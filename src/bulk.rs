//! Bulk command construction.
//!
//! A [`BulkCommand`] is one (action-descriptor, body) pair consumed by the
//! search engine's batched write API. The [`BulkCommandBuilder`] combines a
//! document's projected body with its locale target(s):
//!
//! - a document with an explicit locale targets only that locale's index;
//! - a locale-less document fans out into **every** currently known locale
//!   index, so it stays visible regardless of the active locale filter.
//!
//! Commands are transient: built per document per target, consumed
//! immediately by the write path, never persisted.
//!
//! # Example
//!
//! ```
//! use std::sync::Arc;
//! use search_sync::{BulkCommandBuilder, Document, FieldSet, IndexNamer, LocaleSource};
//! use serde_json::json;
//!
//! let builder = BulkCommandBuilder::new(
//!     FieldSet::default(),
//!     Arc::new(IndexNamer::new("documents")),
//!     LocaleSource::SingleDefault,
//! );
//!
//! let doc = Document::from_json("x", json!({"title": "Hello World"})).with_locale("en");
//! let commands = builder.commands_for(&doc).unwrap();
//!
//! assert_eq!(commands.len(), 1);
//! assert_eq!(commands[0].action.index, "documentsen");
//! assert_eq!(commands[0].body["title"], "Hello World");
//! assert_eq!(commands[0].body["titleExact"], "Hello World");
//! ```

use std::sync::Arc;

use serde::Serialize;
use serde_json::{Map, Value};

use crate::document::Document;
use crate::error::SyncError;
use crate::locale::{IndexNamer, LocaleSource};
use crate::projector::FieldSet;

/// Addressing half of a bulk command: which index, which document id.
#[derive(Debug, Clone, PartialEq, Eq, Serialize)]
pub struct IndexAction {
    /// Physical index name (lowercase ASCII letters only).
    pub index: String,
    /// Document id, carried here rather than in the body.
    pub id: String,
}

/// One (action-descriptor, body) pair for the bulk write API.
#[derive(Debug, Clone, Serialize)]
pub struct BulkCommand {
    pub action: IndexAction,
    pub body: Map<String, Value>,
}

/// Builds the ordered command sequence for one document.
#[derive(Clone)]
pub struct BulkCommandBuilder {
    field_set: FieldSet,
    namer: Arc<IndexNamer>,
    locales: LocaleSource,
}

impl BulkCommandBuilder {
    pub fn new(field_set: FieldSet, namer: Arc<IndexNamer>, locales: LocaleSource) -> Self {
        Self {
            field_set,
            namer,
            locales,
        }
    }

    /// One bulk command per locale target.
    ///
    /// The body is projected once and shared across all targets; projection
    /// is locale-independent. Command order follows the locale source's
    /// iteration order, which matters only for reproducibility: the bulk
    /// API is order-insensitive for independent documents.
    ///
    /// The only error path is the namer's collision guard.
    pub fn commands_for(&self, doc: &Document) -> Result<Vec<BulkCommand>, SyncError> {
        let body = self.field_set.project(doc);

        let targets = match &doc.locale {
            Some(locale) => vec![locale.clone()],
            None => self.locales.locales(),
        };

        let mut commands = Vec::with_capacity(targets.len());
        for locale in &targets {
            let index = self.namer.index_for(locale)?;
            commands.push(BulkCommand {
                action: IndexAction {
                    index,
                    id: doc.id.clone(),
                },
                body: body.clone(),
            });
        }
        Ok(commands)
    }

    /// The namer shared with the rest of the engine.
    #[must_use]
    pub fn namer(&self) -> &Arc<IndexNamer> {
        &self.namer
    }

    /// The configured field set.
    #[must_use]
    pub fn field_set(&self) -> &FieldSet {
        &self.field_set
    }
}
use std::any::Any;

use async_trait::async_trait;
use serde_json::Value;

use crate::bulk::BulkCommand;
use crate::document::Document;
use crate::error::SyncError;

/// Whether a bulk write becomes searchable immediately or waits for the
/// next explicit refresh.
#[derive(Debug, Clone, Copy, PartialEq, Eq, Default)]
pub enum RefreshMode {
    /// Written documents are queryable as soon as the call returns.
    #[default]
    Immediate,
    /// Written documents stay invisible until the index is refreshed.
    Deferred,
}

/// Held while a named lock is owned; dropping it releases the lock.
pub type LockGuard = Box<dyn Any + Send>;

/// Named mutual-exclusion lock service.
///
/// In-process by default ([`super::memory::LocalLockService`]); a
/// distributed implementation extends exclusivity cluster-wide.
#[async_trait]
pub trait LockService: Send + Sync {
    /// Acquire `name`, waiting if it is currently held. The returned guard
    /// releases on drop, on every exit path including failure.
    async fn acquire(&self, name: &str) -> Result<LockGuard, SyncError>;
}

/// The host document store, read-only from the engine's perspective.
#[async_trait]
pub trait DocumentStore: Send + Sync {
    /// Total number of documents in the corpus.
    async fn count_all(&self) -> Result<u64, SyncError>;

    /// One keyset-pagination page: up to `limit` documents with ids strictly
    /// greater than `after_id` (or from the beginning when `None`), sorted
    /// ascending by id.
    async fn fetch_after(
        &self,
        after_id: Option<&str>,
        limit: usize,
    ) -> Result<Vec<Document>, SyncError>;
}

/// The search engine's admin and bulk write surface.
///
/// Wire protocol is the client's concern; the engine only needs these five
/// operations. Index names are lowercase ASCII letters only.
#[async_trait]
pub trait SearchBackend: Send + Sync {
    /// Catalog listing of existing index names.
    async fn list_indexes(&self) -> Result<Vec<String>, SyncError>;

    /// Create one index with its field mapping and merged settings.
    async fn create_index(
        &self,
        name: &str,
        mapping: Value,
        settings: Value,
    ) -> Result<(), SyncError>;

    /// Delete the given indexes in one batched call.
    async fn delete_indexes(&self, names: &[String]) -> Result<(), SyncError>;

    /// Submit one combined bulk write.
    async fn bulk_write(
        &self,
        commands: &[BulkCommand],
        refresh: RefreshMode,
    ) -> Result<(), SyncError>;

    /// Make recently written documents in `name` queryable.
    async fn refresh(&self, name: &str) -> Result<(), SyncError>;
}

^^^^

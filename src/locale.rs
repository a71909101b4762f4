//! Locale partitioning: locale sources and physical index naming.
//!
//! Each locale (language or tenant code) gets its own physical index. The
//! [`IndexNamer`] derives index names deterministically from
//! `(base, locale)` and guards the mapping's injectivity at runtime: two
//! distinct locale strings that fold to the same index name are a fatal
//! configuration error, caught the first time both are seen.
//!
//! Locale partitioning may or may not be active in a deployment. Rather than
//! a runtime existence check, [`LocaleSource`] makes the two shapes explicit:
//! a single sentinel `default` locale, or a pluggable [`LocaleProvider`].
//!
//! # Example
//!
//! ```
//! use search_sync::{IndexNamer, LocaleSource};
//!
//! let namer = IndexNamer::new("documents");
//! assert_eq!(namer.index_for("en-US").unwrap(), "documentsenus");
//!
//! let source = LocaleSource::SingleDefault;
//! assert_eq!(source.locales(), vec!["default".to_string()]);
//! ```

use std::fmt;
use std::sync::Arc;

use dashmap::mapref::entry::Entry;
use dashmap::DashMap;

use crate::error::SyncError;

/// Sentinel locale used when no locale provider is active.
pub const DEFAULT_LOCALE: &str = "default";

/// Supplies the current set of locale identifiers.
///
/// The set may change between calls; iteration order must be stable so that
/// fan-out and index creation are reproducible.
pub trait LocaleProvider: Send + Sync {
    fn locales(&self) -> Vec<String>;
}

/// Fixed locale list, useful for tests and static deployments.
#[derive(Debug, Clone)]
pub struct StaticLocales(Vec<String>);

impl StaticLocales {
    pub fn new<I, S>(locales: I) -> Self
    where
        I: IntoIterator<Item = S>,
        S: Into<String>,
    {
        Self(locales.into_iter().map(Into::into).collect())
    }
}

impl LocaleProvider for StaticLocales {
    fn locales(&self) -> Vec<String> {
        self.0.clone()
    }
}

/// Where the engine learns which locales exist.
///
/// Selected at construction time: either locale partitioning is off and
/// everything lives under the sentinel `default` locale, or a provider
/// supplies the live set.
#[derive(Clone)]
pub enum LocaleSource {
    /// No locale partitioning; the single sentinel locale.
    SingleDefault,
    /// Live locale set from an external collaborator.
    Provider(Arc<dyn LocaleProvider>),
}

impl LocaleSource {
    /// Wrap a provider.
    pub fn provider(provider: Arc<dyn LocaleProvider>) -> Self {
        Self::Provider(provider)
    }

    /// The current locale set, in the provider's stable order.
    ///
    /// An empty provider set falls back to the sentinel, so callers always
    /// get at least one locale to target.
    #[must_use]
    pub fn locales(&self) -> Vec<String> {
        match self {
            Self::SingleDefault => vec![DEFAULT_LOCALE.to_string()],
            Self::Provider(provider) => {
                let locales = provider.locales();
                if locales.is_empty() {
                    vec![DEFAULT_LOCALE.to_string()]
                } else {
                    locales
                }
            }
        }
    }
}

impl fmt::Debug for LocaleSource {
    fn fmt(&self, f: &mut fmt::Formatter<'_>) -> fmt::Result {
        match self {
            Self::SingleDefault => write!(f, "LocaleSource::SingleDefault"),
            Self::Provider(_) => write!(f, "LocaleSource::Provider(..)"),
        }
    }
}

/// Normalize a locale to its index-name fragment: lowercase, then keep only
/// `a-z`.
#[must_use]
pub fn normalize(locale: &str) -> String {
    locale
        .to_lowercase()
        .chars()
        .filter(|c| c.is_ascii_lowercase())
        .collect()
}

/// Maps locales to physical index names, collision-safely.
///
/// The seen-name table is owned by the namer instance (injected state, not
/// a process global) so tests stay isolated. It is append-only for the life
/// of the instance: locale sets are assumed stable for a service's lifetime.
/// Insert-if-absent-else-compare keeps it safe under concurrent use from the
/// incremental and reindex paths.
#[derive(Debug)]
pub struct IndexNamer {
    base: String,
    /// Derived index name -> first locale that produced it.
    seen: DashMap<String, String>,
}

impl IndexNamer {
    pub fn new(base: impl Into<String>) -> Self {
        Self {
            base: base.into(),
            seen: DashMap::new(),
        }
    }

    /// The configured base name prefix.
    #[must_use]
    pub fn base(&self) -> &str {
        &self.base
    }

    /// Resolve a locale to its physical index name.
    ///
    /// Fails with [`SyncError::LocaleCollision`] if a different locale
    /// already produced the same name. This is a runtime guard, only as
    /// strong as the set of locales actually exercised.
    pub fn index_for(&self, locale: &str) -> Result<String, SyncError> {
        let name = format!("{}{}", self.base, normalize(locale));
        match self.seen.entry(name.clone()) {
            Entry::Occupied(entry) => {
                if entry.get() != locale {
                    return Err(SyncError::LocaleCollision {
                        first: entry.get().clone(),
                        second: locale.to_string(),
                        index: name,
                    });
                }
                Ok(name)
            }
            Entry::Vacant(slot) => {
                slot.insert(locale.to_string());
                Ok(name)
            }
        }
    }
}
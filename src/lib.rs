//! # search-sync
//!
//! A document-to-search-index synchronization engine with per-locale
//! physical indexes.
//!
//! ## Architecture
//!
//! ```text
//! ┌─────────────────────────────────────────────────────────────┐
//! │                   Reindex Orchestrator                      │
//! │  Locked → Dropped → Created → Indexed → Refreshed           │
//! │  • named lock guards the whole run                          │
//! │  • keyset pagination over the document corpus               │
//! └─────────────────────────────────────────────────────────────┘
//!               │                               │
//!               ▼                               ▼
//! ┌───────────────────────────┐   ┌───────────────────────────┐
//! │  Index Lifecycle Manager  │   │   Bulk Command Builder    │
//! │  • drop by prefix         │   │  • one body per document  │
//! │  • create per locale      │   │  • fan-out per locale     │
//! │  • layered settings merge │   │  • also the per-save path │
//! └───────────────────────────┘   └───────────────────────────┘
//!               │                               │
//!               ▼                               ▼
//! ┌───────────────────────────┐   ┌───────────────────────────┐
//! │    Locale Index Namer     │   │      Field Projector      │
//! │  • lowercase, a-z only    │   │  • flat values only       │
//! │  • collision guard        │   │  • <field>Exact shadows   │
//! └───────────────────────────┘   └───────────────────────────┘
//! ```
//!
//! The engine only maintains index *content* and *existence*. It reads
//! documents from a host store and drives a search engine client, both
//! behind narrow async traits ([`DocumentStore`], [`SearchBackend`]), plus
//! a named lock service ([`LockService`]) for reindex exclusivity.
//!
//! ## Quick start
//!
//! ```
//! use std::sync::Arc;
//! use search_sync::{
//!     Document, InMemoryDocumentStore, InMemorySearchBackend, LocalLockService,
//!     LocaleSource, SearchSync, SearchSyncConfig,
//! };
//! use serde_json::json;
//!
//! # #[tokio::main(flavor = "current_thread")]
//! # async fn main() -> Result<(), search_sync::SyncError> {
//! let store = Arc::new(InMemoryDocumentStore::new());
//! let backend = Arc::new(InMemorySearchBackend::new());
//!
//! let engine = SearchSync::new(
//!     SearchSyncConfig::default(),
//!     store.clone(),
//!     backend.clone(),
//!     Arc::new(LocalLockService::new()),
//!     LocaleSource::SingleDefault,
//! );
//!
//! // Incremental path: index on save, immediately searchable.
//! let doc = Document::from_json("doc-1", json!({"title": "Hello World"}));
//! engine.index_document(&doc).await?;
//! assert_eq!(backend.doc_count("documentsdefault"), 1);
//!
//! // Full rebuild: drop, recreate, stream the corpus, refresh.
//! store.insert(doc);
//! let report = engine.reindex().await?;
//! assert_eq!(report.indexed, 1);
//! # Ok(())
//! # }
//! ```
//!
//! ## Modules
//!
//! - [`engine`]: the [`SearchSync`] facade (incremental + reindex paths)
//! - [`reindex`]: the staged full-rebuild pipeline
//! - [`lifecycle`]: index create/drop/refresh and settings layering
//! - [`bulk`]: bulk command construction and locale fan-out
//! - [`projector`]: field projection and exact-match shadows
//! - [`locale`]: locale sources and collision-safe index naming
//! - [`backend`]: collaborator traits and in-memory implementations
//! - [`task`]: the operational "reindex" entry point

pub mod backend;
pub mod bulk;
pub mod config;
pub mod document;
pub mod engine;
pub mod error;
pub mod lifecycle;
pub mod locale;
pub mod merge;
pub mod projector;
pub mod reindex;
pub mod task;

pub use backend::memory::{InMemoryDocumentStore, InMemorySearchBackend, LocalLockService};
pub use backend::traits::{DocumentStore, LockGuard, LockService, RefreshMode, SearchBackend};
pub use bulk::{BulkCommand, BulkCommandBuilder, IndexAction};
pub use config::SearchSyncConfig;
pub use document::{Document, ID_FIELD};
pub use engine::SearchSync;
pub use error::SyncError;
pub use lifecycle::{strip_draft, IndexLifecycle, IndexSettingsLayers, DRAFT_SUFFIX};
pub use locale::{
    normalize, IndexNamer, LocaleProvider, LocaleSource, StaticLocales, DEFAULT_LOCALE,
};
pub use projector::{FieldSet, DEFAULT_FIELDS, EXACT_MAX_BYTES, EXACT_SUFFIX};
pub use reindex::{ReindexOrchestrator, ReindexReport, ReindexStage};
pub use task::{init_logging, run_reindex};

^^^^

### ASSIGNMENT
Restate word for word the lines in the material above from the one with "filename src/bulk.rs" to the one with "currently known locale"; both of those lines count, and nothing else does.

### RESPONSE TO THIS EXERCISE
filename src/bulk.rs
//! Bulk command construction.
//!
//! A [`BulkCommand`] is one (action-descriptor, body) pair consumed by the
//! search engine's batched write API. The [`BulkCommandBuilder`] combines a
//! document's projected body with its locale target(s):
//!
//! - a document with an explicit locale targets only that locale's index;
//! - a locale-less document fans out into **every** currently known locale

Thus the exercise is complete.